Writing Tools: Thesauruses

There are plenty of online thesauruses that provide alternate word choices, but nothing as extensive as what I found on the Writers Helping Writers website with its collection of free resources.

If you “need help describing your character’s pain, exhaustion, illness, dehydration, hunger, stress, attraction and more” download Emotion Amplifiers (a companion to The Emotion Thesaurus by Angela Ackerman & Becca Puglisi). This is a free 33-page pdf that “supplies the body language, thoughts and internal sensations that accompany conditions that ‘amplify’ a character’s mental state, leading to a stronger emotional reaction.” Go to the Writing Tools page (with lots of other free stuff) or click here for a direct link to the Emotion Amplifiers download.

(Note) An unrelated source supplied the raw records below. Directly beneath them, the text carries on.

//! # Sounding Bundle
//!
//! `SoundingBundle` is the unit the engine reads and writes: one sounding with
//! every record the validator, statistics and report need. Bundles serialize to
//! `.spt.json` files as human-readable JSON (see [`crate::file_io`]).
//!
//! ## Structure
//!
//! ```text
//! SoundingBundle
//! ├── meta: BundleMetadata (schema version, timestamps)
//! ├── sounding: Sounding
//! ├── samples: Vec<Sample>
//! ├── layers: Vec<Layer>
//! ├── photos: Vec<Photo>
//! └── company / responsible / work / project (optional records)
//! ```
//!
//! ## Example
//!
//! ```rust
//! use spt_core::bundle::SoundingBundle;
//! use spt_core::sounding::{Sample, Sounding};
//!
//! let mut bundle = SoundingBundle::new(Sounding::new("SP-01"));
//! bundle.samples.push(Sample::new(1, 1.0, Some(2), 3, 4));
//!
//! let copy = bundle.duplicate("SP-02").unwrap();
//! assert_eq!(copy.sounding.code_str(), "SP-02");
//! assert_eq!(copy.samples.len(), 1);
//! ```

use chrono::{DateTime, Utc};
use serde::{Deserialize, Serialize};
use uuid::Uuid;

use crate::errors::{SptError, SptResult};
use crate::sounding::{
    Company, Layer, Photo, Project, ResponsibleTechnician, Sample, Sounding, SoundingStatus, Work,
};

/// Current schema version for bundle files
pub const SCHEMA_VERSION: &str = "0.1.0";

/// File header of a bundle.
#[derive(Debug, Clone, PartialEq, Serialize, Deserialize)]
pub struct BundleMetadata {
    /// Schema version (for migration compatibility)
    pub version: String,
    pub created: DateTime<Utc>,
    pub modified: DateTime<Utc>,
}

impl BundleMetadata {
    fn now() -> Self {
        let now = Utc::now();
        BundleMetadata {
            version: SCHEMA_VERSION.to_string(),
            created: now,
            modified: now,
        }
    }
}

/// One sounding and its related records.
#[derive(Debug, Clone, PartialEq, Serialize, Deserialize)]
pub struct SoundingBundle {
    pub meta: BundleMetadata,
    pub sounding: Sounding,
    #[serde(default)]
    pub samples: Vec<Sample>,
    #[serde(default)]
    pub layers: Vec<Layer>,
    #[serde(default)]
    pub photos: Vec<Photo>,
    #[serde(default)]
    pub company: Option<Company>,
    #[serde(default)]
    pub responsible: Option<ResponsibleTechnician>,
    #[serde(default)]
    pub work: Option<Work>,
    #[serde(default)]
    pub project: Option<Project>,
}

impl SoundingBundle {
    pub fn new(sounding: Sounding) -> Self {
        SoundingBundle {
            meta: BundleMetadata::now(),
            sounding,
            samples: Vec::new(),
            layers: Vec::new(),
            photos: Vec::new(),
            company: None,
            responsible: None,
            work: None,
            project: None,
        }
    }

    /// Attach the technical responsible and link it from the sounding.
    pub fn set_responsible(&mut self, responsible: ResponsibleTechnician) {
        self.sounding.responsible_id = Some(responsible.id);
        self.responsible = Some(responsible);
        self.touch();
    }

    /// Attach the work site and link it from the sounding.
    pub fn set_work(&mut self, work: Work) {
        self.sounding.work_id = Some(work.id);
        self.work = Some(work);
        self.touch();
    }

    /// Samples ordered by initial depth
    pub fn samples_by_depth(&self) -> Vec<&Sample> {
        let mut samples: Vec<&Sample> = self.samples.iter().collect();
        samples.sort_by(|a, b| a.initial_depth_m.total_cmp(&b.initial_depth_m));
        samples
    }

    /// Copy this sounding into a fresh draft under a new code.
    ///
    /// Samples and layers are carried over; photos, approval and the last
    /// compliance score are not.
    ///
    /// # Errors
    ///
    /// `MissingField` when `new_code` is blank.
    pub fn duplicate(&self, new_code: &str) -> SptResult<Self> {
        let new_code = new_code.trim();
        if new_code.is_empty() {
            return Err(SptError::missing_field("code"));
        }

        let mut sounding = self.sounding.clone();
        sounding.id = Uuid::new_v4();
        sounding.code = Some(new_code.to_string());
        sounding.status = SoundingStatus::Draft;
        sounding.version = 1;
        sounding.approved_by = None;
        sounding.approved_at = None;
        sounding.compliance_score = None;
        sounding.last_compliance_check = None;

        Ok(SoundingBundle {
            meta: BundleMetadata::now(),
            sounding,
            samples: self.samples.clone(),
            layers: self.layers.clone(),
            photos: Vec::new(),
            company: self.company.clone(),
            responsible: self.responsible.clone(),
            work: self.work.clone(),
            project: self.project.clone(),
        })
    }

    /// Update the modified timestamp.
    pub fn touch(&mut self) {
        self.meta.modified = Utc::now();
    }
}

#[cfg(test)]
mod tests {
    use super::*;
    use crate::sounding::PhotoKind;

    fn approved_bundle() -> SoundingBundle {
        let mut bundle = SoundingBundle::new(Sounding::new("SP-01"));
        bundle.samples.push(Sample::new(1, 1.0, Some(2), 3, 4));
        bundle.samples.push(Sample::new(2, 2.0, Some(3), 4, 5));
        bundle.layers.push(Layer::new(1, 0.0, 2.5, "argila"));
        bundle.photos.push(Photo::new(1, PhotoKind::EnsaioSpt, "fotos/sp01-1.jpg"));
        bundle.set_responsible(ResponsibleTechnician::new("Ana Souza", "SP-123456", "Eng. Civil"));

        bundle.sounding.version = 3;
        bundle.sounding.compliance_score = Some(92);
        bundle.sounding.submit_for_review().unwrap();
        bundle.sounding.approve(Uuid::new_v4(), Utc::now()).unwrap();
        bundle
    }

    #[test]
    fn test_new_bundle() {
        let bundle = SoundingBundle::new(Sounding::new("SP-01"));
        assert_eq!(bundle.meta.version, SCHEMA_VERSION);
        assert!(bundle.samples.is_empty());
        assert!(bundle.responsible.is_none());
    }

    #[test]
    fn test_set_responsible_links_sounding() {
        let mut bundle = SoundingBundle::new(Sounding::new("SP-01"));
        let responsible = ResponsibleTechnician::new("Ana Souza", "SP-123456", "Eng. Civil");
        let id = responsible.id;
        bundle.set_responsible(responsible);
        assert_eq!(bundle.sounding.responsible_id, Some(id));
    }

    #[test]
    fn test_duplicate_resets_lifecycle() {
        let original = approved_bundle();
        let copy = original.duplicate("SP-01A").unwrap();

        assert_ne!(copy.sounding.id, original.sounding.id);
        assert_eq!(copy.sounding.code_str(), "SP-01A");
        assert_eq!(copy.sounding.status, SoundingStatus::Draft);
        assert_eq!(copy.sounding.version, 1);
        assert!(copy.sounding.approved_by.is_none());
        assert!(copy.sounding.compliance_score.is_none());

        assert_eq!(copy.samples, original.samples);
        assert_eq!(copy.layers, original.layers);
        assert!(copy.photos.is_empty());
        assert_eq!(copy.responsible, original.responsible);
        // Original untouched
        assert_eq!(original.sounding.status, SoundingStatus::Approved);
    }

    #[test]
    fn test_duplicate_requires_code() {
        let err = approved_bundle().duplicate("  ").unwrap_err();
        assert_eq!(err.error_code(), "MISSING_FIELD");
    }

    #[test]
    fn test_samples_by_depth() {
        let mut bundle = SoundingBundle::new(Sounding::new("SP-01"));
        bundle.samples.push(Sample::new(2, 2.0, None, 1, 1));
        bundle.samples.push(Sample::new(1, 1.0, None, 1, 1));
        let ordered: Vec<u32> = bundle.samples_by_depth().iter().map(|s| s.number).collect();
        assert_eq!(ordered, vec![1, 2]);
    }

    #[test]
    fn test_bundle_json_round_trip() {
        let bundle = approved_bundle();
        let json = serde_json::to_string_pretty(&bundle).unwrap();
        let parsed: SoundingBundle = serde_json::from_str(&json).unwrap();
        assert_eq!(parsed, bundle);
    }
}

You’ll find eight more Thesaurus Collections at the Writers Helping Writers website to help in describing every sort of thing writers might include in their fiction or nonfiction writing:

  • Physical Attributes Thesaurus Collection – choose specific physical features to create compelling and memorable characters
  • Weather & Earthly Phenomena Thesaurus Collection – for emotion-targeted sensory description
  • Color, Textures and Shapes Thesaurus Collection – add descriptive layers; create simile or metaphor for different shapes, colors and textures
  • Character Traits Thesaurus Collection (Samples) – cardinal personality profiles (expanded in The Positive Thesaurus & The Negative Thesaurus books)
  • Setting Thesaurus Entry Collection – smells, sights, tastes, sounds and textures for over 100 different fictional settings
  • Symbolism Thesaurus Entry Collection – use iconic symbolism for different literary themes (the passage of time, coming of age, etc.)
  • The Talents and Skills Thesaurus Collection – skills or talents make characters authentic, unique and interesting.
  • Emotion Thesaurus Entry Collection (Samples) – avoid overused expressions (like frowns and shrugs); craft unique body language, etc. (expanded in the comprehensive Emotion Thesaurus resource)

What are your favorite free writing and editing resources?